Most bicycle steel frames are built with tubes of the same grade of material from a single manufacturer. Researchers at the university have used software that assesses the characteristics of more than 500 combinations of tubes from different suppliers and now suggest that the ideal combination of feel and ride quality requires mixing tubes from different manufacturers.

Performing Finite Element (FE) analysis on bicycle frames has become a common activity for bicycle designers and engineers in the hope of improving the performance of the frames.

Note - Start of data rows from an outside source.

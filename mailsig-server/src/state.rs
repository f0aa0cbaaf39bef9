//! Shared application state.

use std::sync::Arc;

use mailsig::{Signer, Verifier};
use mailsig_dns::RecordSource;

use crate::{Config, ServerError};

/// State shared across handlers.
#[derive(Clone)]
pub struct AppState {
    /// Issues tokens for `/sign`
    pub signer: Arc<Signer>,
    /// Checks published tokens for `/validation`
    pub verifier: Arc<Verifier>,
    /// Where published windows are fetched from
    pub records: Arc<dyn RecordSource>,
}

impl AppState {
    /// Assembles state from its parts.
    #[must_use]
    pub fn new(signer: Signer, verifier: Verifier, records: Arc<dyn RecordSource>) -> Self {
        Self {
            signer: Arc::new(signer),
            verifier: Arc::new(verifier),
            records,
        }
    }

    /// Loads keys and TTL from `config`.
    ///
    /// # Errors
    ///
    /// Returns `ServerError` if the TTL is invalid or the keys cannot be loaded.
    pub fn from_config(config: &Config, records: Arc<dyn RecordSource>) -> Result<Self, ServerError> {
        let ttl = config.signature_ttl()?;
        let (signing_key, verifying_key) = config.load_keys()?.into_parts();
        let signer = Signer::new(signing_key, ttl)?;

        Ok(Self::new(signer, Verifier::new(verifying_key), records))
    }
}

impl std::fmt::Debug for AppState {
    fn fmt(&self, f: &mut std::fmt::Formatter<'_>) -> std::fmt::Result {
        f.debug_struct("AppState")
            .field("signer", &self.signer)
            .field("verifier", &self.verifier)
            .finish_non_exhaustive()
    }
}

This is typically achieved by balancing priorities for key idealistic requirements, including:

Minimising the mass of the frame (possibly using competition rules to constrain this)
Maximising lateral stiffness in the load transfer from the hands and feet to the drive
Adjusting the vertical compliance of the frame to tune the softness of the ride
Maximising the strength capabilities of the frame to allow for a higher load capacity or better load distribution.

Our researchers recognised that mixing tubes from several sets was becoming more common. However, this is normally achieved by some bespoke framebuilders and isn’t common for mass-produced bikes. It is normally the framebuilder who decides which tubes will give the frame the feel the customer wants, and their success at this depends on their knowledge and experience. Our research aimed to use computer aided design to compare the hundreds of different combinations of standard tubes from a range of manufacturers.

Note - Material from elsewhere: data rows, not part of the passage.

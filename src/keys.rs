//! Key types for signing and verifying domain tokens.

use std::path::Path;
use std::time::Duration;

use jsonwebtoken::{DecodingKey, EncodingKey};
use sha2::{Digest, Sha256};
use tracing::info;

use crate::claims::DomainClaims;
use crate::constants::FINGERPRINT_HEX_LENGTH;
use crate::error::MailsigError;
use crate::signer::Signer;
use crate::verifier::Verifier;

const PROBE_DOMAIN: &str = "probe.mailsig.invalid";

/// The private half of an RSA key pair, used to sign tokens.
///
/// # Example
///
/// ```no_run
/// use mailsig::SigningKey;
///
/// let pem = std::fs::read("keys/private.pem").unwrap();
/// let signing_key = SigningKey::from_pem(&pem).unwrap();
/// ```
#[derive(Clone)]
pub struct SigningKey {
    inner: EncodingKey,
}

impl SigningKey {
    /// Loads an unencrypted PEM RSA private key (PKCS#1 or PKCS#8).
    ///
    /// # Errors
    ///
    /// Returns `MailsigError::InvalidKeyFormat` if the PEM is not an RSA private key.
    pub fn from_pem(pem: &[u8]) -> Result<Self, MailsigError> {
        EncodingKey::from_rsa_pem(pem)
            .map(|inner| Self { inner })
            .map_err(|e| MailsigError::InvalidKeyFormat {
                reason: format!("private key: {e}"),
            })
    }

    /// Reads and loads a PEM RSA private key from disk.
    ///
    /// # Errors
    ///
    /// Returns `MailsigError::KeyRead` if the file cannot be read, or
    /// `MailsigError::InvalidKeyFormat` if it is not an RSA private key.
    pub fn from_pem_file(path: impl AsRef<Path>) -> Result<Self, MailsigError> {
        Self::from_pem(&read_key_file(path.as_ref())?)
    }

    pub(crate) fn as_encoding_key(&self) -> &EncodingKey {
        &self.inner
    }
}

impl std::fmt::Debug for SigningKey {
    fn fmt(&self, f: &mut std::fmt::Formatter<'_>) -> std::fmt::Result {
        f.debug_struct("SigningKey").finish_non_exhaustive()
    }
}

/// The public half of an RSA key pair, used to verify tokens.
///
/// This key can be safely shared and distributed.
#[derive(Clone)]
pub struct VerifyingKey {
    inner: DecodingKey,
    fingerprint: String,
}

impl VerifyingKey {
    /// Loads a PEM RSA public key (SPKI `PUBLIC KEY` or PKCS#1 `RSA PUBLIC KEY`).
    ///
    /// # Errors
    ///
    /// Returns `MailsigError::InvalidKeyFormat` if the PEM is not an RSA public key.
    pub fn from_pem(pem: &[u8]) -> Result<Self, MailsigError> {
        let inner = DecodingKey::from_rsa_pem(pem).map_err(|e| MailsigError::InvalidKeyFormat {
            reason: format!("public key: {e}"),
        })?;
        let parsed = pem::parse(pem).map_err(|e| MailsigError::InvalidKeyFormat {
            reason: format!("public key: {e}"),
        })?;

        Ok(Self {
            inner,
            fingerprint: fingerprint(parsed.contents()),
        })
    }

    /// Reads and loads a PEM RSA public key from disk.
    ///
    /// # Errors
    ///
    /// Returns `MailsigError::KeyRead` if the file cannot be read, or
    /// `MailsigError::InvalidKeyFormat` if it is not an RSA public key.
    pub fn from_pem_file(path: impl AsRef<Path>) -> Result<Self, MailsigError> {
        Self::from_pem(&read_key_file(path.as_ref())?)
    }

    /// Returns a short SHA-256 fingerprint of the key's DER encoding.
    #[must_use]
    pub fn fingerprint(&self) -> &str {
        &self.fingerprint
    }

    pub(crate) fn as_decoding_key(&self) -> &DecodingKey {
        &self.inner
    }
}

impl std::fmt::Debug for VerifyingKey {
    fn fmt(&self, f: &mut std::fmt::Formatter<'_>) -> std::fmt::Result {
        write!(f, "VerifyingKey({}...)", self.fingerprint)
    }
}

impl PartialEq for VerifyingKey {
    fn eq(&self, other: &Self) -> bool {
        self.fingerprint == other.fingerprint
    }
}

impl Eq for VerifyingKey {}

/// A matched signing/verifying key pair, loaded once at startup.
///
/// Construction signs and verifies a probe token, so a pair that loads
/// successfully is known to be usable and consistent.
///
/// # Example
///
/// ```no_run
/// use mailsig::KeyPair;
///
/// let keys = KeyPair::from_pem_files("keys/private.pem", "keys/public.pem").unwrap();
/// println!("loaded key {}", keys.verifying_key().fingerprint());
/// ```
#[derive(Debug, Clone)]
pub struct KeyPair {
    signing: SigningKey,
    verifying: VerifyingKey,
}

impl KeyPair {
    /// Pairs two loaded keys after checking they belong together.
    ///
    /// # Errors
    ///
    /// Returns `MailsigError::Signing` if the private key cannot sign, or
    /// `MailsigError::KeyMismatch` if the public key rejects its signature.
    pub fn new(signing: SigningKey, verifying: VerifyingKey) -> Result<Self, MailsigError> {
        let probe = DomainClaims::new(PROBE_DOMAIN, Duration::from_secs(60))?;
        let token = Signer::new(signing.clone(), Duration::from_secs(60))?.sign_claims(&probe)?;

        if !Verifier::new(verifying.clone()).verify(PROBE_DOMAIN, &token) {
            return Err(MailsigError::KeyMismatch);
        }

        Ok(Self { signing, verifying })
    }

    /// Loads a key pair from PEM bytes.
    ///
    /// # Errors
    ///
    /// Returns `MailsigError` if either key is invalid or they do not match.
    pub fn from_pem(private_pem: &[u8], public_pem: &[u8]) -> Result<Self, MailsigError> {
        Self::new(
            SigningKey::from_pem(private_pem)?,
            VerifyingKey::from_pem(public_pem)?,
        )
    }

    /// Loads a key pair from PEM files.
    ///
    /// # Errors
    ///
    /// Returns `MailsigError` if either file is unreadable, either key is
    /// invalid, or they do not match.
    pub fn from_pem_files(
        private_path: impl AsRef<Path>,
        public_path: impl AsRef<Path>,
    ) -> Result<Self, MailsigError> {
        let pair = Self::new(
            SigningKey::from_pem_file(private_path)?,
            VerifyingKey::from_pem_file(public_path)?,
        )?;
        info!(fingerprint = pair.verifying.fingerprint(), "loaded signing key pair");
        Ok(pair)
    }

    /// Returns the private half.
    #[must_use]
    pub fn signing_key(&self) -> &SigningKey {
        &self.signing
    }

    /// Returns the public half.
    #[must_use]
    pub fn verifying_key(&self) -> &VerifyingKey {
        &self.verifying
    }

    /// Splits the pair into its halves.
    #[must_use]
    pub fn into_parts(self) -> (SigningKey, VerifyingKey) {
        (self.signing, self.verifying)
    }
}

fn read_key_file(path: &Path) -> Result<Vec<u8>, MailsigError> {
    std::fs::read(path).map_err(|e| MailsigError::KeyRead {
        path: path.display().to_string(),
        reason: e.to_string(),
    })
}

fn fingerprint(der: &[u8]) -> String {
    let mut hex = hex::encode(Sha256::digest(der));
    hex.truncate(FINGERPRINT_HEX_LENGTH);
    hex
}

A range of existing frame geometries were subject to various in plane and out of plane loading conditions to examine the influence of tube profiles on the lateral stiffness and vertical compliance of steel frames. Previous work in this area focused on characterising the influence of overall frame geometries (tube lengths and angles) on the stiffness characteristics of frames, and as such this research focused on extending this work to analyse the influence of the steel tube sets available on the market to commercial frame builders and designers.

The intention was to develop a parametric model that could be driven using a single spreadsheet to control parametric changes to the frame geometry and individual tubes based on commercially available options to understand how changes to these parameters influence stiffness, compliance and ultimately strength characteristics of a frame.

Key findings

The results of this research allowed researchers to work out which top tube, down tube, seat tube, seatstays and chainstays would give the best balance between lateral stiffness and vertical compliance for a road bike.

The team are planning to take the knowledge from the computer-specified ideal frame and test a variety of real frames produced by a range of manufacturers.

The team presented their findings at The 7th Asia-Pacific Congress on Sports Technology in Barcelona in September 2015.